What you give back must match the records below word for word.

····················

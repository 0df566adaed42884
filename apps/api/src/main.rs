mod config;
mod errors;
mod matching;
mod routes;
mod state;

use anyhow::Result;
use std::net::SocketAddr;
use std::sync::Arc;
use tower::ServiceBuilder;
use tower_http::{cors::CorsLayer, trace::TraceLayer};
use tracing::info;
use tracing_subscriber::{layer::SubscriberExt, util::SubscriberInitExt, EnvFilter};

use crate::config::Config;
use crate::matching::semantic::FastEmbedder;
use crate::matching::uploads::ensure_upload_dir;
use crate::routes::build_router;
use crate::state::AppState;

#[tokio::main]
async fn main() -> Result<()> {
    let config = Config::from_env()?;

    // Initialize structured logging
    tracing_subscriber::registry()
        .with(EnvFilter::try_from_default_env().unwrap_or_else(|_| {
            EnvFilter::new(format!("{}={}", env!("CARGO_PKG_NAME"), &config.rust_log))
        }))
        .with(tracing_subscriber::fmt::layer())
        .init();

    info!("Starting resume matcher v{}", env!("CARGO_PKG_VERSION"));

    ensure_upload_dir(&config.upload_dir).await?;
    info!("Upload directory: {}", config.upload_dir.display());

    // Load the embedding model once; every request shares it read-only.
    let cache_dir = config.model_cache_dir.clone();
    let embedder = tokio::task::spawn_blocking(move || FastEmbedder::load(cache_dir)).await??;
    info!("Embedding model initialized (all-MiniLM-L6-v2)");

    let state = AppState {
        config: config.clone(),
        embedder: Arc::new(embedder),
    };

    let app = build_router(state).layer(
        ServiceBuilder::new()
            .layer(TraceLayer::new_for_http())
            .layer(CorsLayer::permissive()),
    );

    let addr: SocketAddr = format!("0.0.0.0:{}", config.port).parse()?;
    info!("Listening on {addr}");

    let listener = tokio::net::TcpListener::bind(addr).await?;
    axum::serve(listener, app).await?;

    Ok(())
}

····················

### FINISHED TASK
repository 0df566adaed42884
filename apps/api/src/main.rs
mod config;
mod errors;
mod matching;
mod routes;
mod state;

use anyhow::Result;
use std::net::SocketAddr;
use std::sync::Arc;
use tower::ServiceBuilder;
use tower_http::{cors::CorsLayer, trace::TraceLayer};
use tracing::info;
use tracing_subscriber::{layer::SubscriberExt, util::SubscriberInitExt, EnvFilter};

use crate::config::Config;
use crate::matching::semantic::FastEmbedder;
use crate::matching::uploads::ensure_upload_dir;
use crate::routes::build_router;
use crate::state::AppState;

#[tokio::main]
async fn main() -> Result<()> {
    let config = Config::from_env()?;

    // Initialize structured logging
    tracing_subscriber::registry()
        .with(EnvFilter::try_from_default_env().unwrap_or_else(|_| {
            EnvFilter::new(format!("{}={}", env!("CARGO_PKG_NAME"), &config.rust_log))
        }))
        .with(tracing_subscriber::fmt::layer())
        .init();

    info!("Starting resume matcher v{}", env!("CARGO_PKG_VERSION"));

    ensure_upload_dir(&config.upload_dir).await?;
    info!("Upload directory: {}", config.upload_dir.display());

    // Load the embedding model once; every request shares it read-only.
    let cache_dir = config.model_cache_dir.clone();
    let embedder = tokio::task::spawn_blocking(move || FastEmbedder::load(cache_dir)).await??;
    info!("Embedding model initialized (all-MiniLM-L6-v2)");

    let state = AppState {
        config: config.clone(),
        embedder: Arc::new(embedder),
    };

    let app = build_router(state).layer(
        ServiceBuilder::new()
            .layer(TraceLayer::new_for_http())
            .layer(CorsLayer::permissive()),
    );

    let addr: SocketAddr = format!("0.0.0.0:{}", config.port).parse()?;
    info!("Listening on {addr}");

    let listener = tokio::net::TcpListener::bind(addr).await?;
    axum::serve(listener, app).await?;

    Ok(())
}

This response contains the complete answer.